● WHAT YOU WILL DO
All entries must be transcribed exactly, down to the last character.

● DATA UNDER STUDY
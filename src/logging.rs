//! Structured logging setup.
//!
//! All crate code logs through `tracing`; the binary (or the embedding host) installs a
//! subscriber once at start-up with [`init_logging`]. The environment controls output:
//!
//! | Variable | Default | Meaning |
//! |---|---|---|
//! | `TOLLGATE_LOG_LEVEL` | `info` | base level (`trace`..`error`) |
//! | `TOLLGATE_LOG_FORMAT` | `json` | `json` or `pretty` |
//! | `TOLLGATE_LOG_TARGET_FILTER` | unset | extra comma-separated `EnvFilter` directives |
//! | `TOLLGATE_LOG_INCLUDE_LOCATION` | `false` | include file and line numbers |
//!
//! `RUST_LOG`, when set, takes precedence over `TOLLGATE_LOG_LEVEL`.

use anyhow::{anyhow, Result};
use tracing::Level;
use tracing_subscriber::layer::SubscriberExt;
use tracing_subscriber::util::SubscriberInitExt;
use tracing_subscriber::{EnvFilter, Layer};

#[derive(Debug, Clone, Copy, PartialEq, Eq)]
pub enum LogFormat {
    Json,
    Pretty,
}

impl LogFormat {
    #[must_use]
    pub fn parse(s: &str) -> Self {
        match s.to_lowercase().as_str() {
            "pretty" => LogFormat::Pretty,
            _ => LogFormat::Json,
        }
    }
}

#[derive(Debug, Clone, PartialEq, Eq)]
pub struct LogConfig {
    pub log_level: String,
    pub format: LogFormat,
    pub target_filter: Option<String>,
    pub include_location: bool,
}

impl Default for LogConfig {
    fn default() -> Self {
        Self {
            log_level: "info".to_string(),
            format: LogFormat::Json,
            target_filter: None,
            include_location: false,
        }
    }
}

impl LogConfig {
    /// Read the `TOLLGATE_LOG_*` variables from the process environment.
    #[must_use]
    pub fn from_env() -> Self {
        Self::from_lookup(|key| std::env::var(key).ok())
    }

    /// Same as [`Self::from_env`] with an explicit variable source.
    #[must_use]
    pub fn from_lookup(lookup: impl Fn(&str) -> Option<String>) -> Self {
        let defaults = Self::default();
        Self {
            log_level: lookup("TOLLGATE_LOG_LEVEL").unwrap_or(defaults.log_level),
            format: lookup("TOLLGATE_LOG_FORMAT")
                .map_or(defaults.format, |s| LogFormat::parse(&s)),
            target_filter: lookup("TOLLGATE_LOG_TARGET_FILTER").filter(|s| !s.trim().is_empty()),
            include_location: lookup("TOLLGATE_LOG_INCLUDE_LOCATION")
                .and_then(|s| s.parse().ok())
                .unwrap_or(defaults.include_location),
        }
    }

    /// Human-friendly settings for local runs.
    #[must_use]
    pub fn default_dev() -> Self {
        Self {
            log_level: "debug".to_string(),
            format: LogFormat::Pretty,
            target_filter: None,
            include_location: true,
        }
    }

    fn level(&self) -> Level {
        match self.log_level.to_lowercase().as_str() {
            "trace" => Level::TRACE,
            "debug" => Level::DEBUG,
            "warn" => Level::WARN,
            "error" => Level::ERROR,
            _ => Level::INFO,
        }
    }

    /// The `EnvFilter` this configuration describes.
    pub fn env_filter(&self) -> Result<EnvFilter> {
        let mut env_filter = EnvFilter::try_from_default_env()
            .unwrap_or_else(|_| EnvFilter::new(self.level().as_str()));

        if let Some(target_filter) = &self.target_filter {
            for filter in target_filter.split(',').map(str::trim).filter(|f| !f.is_empty()) {
                let directive = filter
                    .parse()
                    .map_err(|e| anyhow!("invalid log filter directive '{filter}': {e}"))?;
                env_filter = env_filter.add_directive(directive);
            }
        }
        Ok(env_filter)
    }
}

/// Install the global subscriber. Fails if one is already installed.
pub fn init_logging(config: &LogConfig) -> Result<()> {
    let fmt_layer = match config.format {
        LogFormat::Json => tracing_subscriber::fmt::layer()
            .json()
            .with_current_span(true)
            .with_target(true)
            .with_file(config.include_location)
            .with_line_number(config.include_location)
            .with_writer(std::io::stderr)
            .boxed(),
        LogFormat::Pretty => tracing_subscriber::fmt::layer()
            .pretty()
            .with_target(true)
            .with_file(config.include_location)
            .with_line_number(config.include_location)
            .with_writer(std::io::stderr)
            .boxed(),
    };

    tracing_subscriber::registry()
        .with(config.env_filter()?)
        .with(fmt_layer)
        .try_init()
        .map_err(|e| anyhow!("failed to install tracing subscriber: {e}"))
}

● SOLUTION TO THIS EXERCISE
filename src/logging.rs
//! Structured logging setup.
//!
//! All crate code logs through `tracing`; the binary (or the embedding host) installs a
//! subscriber once at start-up with [`init_logging`]. The environment controls output:
//!
//! | Variable | Default | Meaning |
//! |---|---|---|
//! | `TOLLGATE_LOG_LEVEL` | `info` | base level (`trace`..`error`) |
//! | `TOLLGATE_LOG_FORMAT` | `json` | `json` or `pretty` |
//! | `TOLLGATE_LOG_TARGET_FILTER` | unset | extra comma-separated `EnvFilter` directives |
//! | `TOLLGATE_LOG_INCLUDE_LOCATION` | `false` | include file and line numbers |
//!
//! `RUST_LOG`, when set, takes precedence over `TOLLGATE_LOG_LEVEL`.

use anyhow::{anyhow, Result};
use tracing::Level;
use tracing_subscriber::layer::SubscriberExt;
use tracing_subscriber::util::SubscriberInitExt;
use tracing_subscriber::{EnvFilter, Layer};

#[derive(Debug, Clone, Copy, PartialEq, Eq)]
pub enum LogFormat {
    Json,
    Pretty,
}

impl LogFormat {
    #[must_use]
    pub fn parse(s: &str) -> Self {
        match s.to_lowercase().as_str() {
            "pretty" => LogFormat::Pretty,
            _ => LogFormat::Json,
        }
    }
}

#[derive(Debug, Clone, PartialEq, Eq)]
pub struct LogConfig {
    pub log_level: String,
    pub format: LogFormat,
    pub target_filter: Option<String>,
    pub include_location: bool,
}

impl Default for LogConfig {
    fn default() -> Self {
        Self {
            log_level: "info".to_string(),
            format: LogFormat::Json,
            target_filter: None,
            include_location: false,
        }
    }
}

impl LogConfig {
    /// Read the `TOLLGATE_LOG_*` variables from the process environment.
    #[must_use]
    pub fn from_env() -> Self {
        Self::from_lookup(|key| std::env::var(key).ok())
    }

    /// Same as [`Self::from_env`] with an explicit variable source.
    #[must_use]
    pub fn from_lookup(lookup: impl Fn(&str) -> Option<String>) -> Self {
        let defaults = Self::default();
        Self {
            log_level: lookup("TOLLGATE_LOG_LEVEL").unwrap_or(defaults.log_level),
            format: lookup("TOLLGATE_LOG_FORMAT")
                .map_or(defaults.format, |s| LogFormat::parse(&s)),
            target_filter: lookup("TOLLGATE_LOG_TARGET_FILTER").filter(|s| !s.trim().is_empty()),
            include_location: lookup("TOLLGATE_LOG_INCLUDE_LOCATION")
                .and_then(|s| s.parse().ok())
                .unwrap_or(defaults.include_location),
        }
    }

    /// Human-friendly settings for local runs.
    #[must_use]
    pub fn default_dev() -> Self {
        Self {
            log_level: "debug".to_string(),
            format: LogFormat::Pretty,
            target_filter: None,
            include_location: true,
        }
    }

    fn level(&self) -> Level {
        match self.log_level.to_lowercase().as_str() {
            "trace" => Level::TRACE,
            "debug" => Level::DEBUG,
            "warn" => Level::WARN,
            "error" => Level::ERROR,
            _ => Level::INFO,
        }
    }

    /// The `EnvFilter` this configuration describes.
    pub fn env_filter(&self) -> Result<EnvFilter> {
        let mut env_filter = EnvFilter::try_from_default_env()
            .unwrap_or_else(|_| EnvFilter::new(self.level().as_str()));

        if let Some(target_filter) = &self.target_filter {
            for filter in target_filter.split(',').map(str::trim).filter(|f| !f.is_empty()) {
                let directive = filter
                    .parse()
                    .map_err(|e| anyhow!("invalid log filter directive '{filter}': {e}"))?;
                env_filter = env_filter.add_directive(directive);
            }
        }
        Ok(env_filter)
    }
}

/// Install the global subscriber. Fails if one is already installed.
pub fn init_logging(config: &LogConfig) -> Result<()> {
    let fmt_layer = match config.format {
        LogFormat::Json => tracing_subscriber::fmt::layer()
            .json()
            .with_current_span(true)
            .with_target(true)
            .with_file(config.include_location)
            .with_line_number(config.include_location)
            .with_writer(std::io::stderr)
            .boxed(),
        LogFormat::Pretty => tracing_subscriber::fmt::layer()
            .pretty()
            .with_target(true)
            .with_file(config.include_location)
            .with_line_number(config.include_location)
            .with_writer(std::io::stderr)
            .boxed(),
    };

    tracing_subscriber::registry()
        .with(config.env_filter()?)
        .with(fmt_layer)
        .try_init()
        .map_err(|e| anyhow!("failed to install tracing subscriber: {e}"))
}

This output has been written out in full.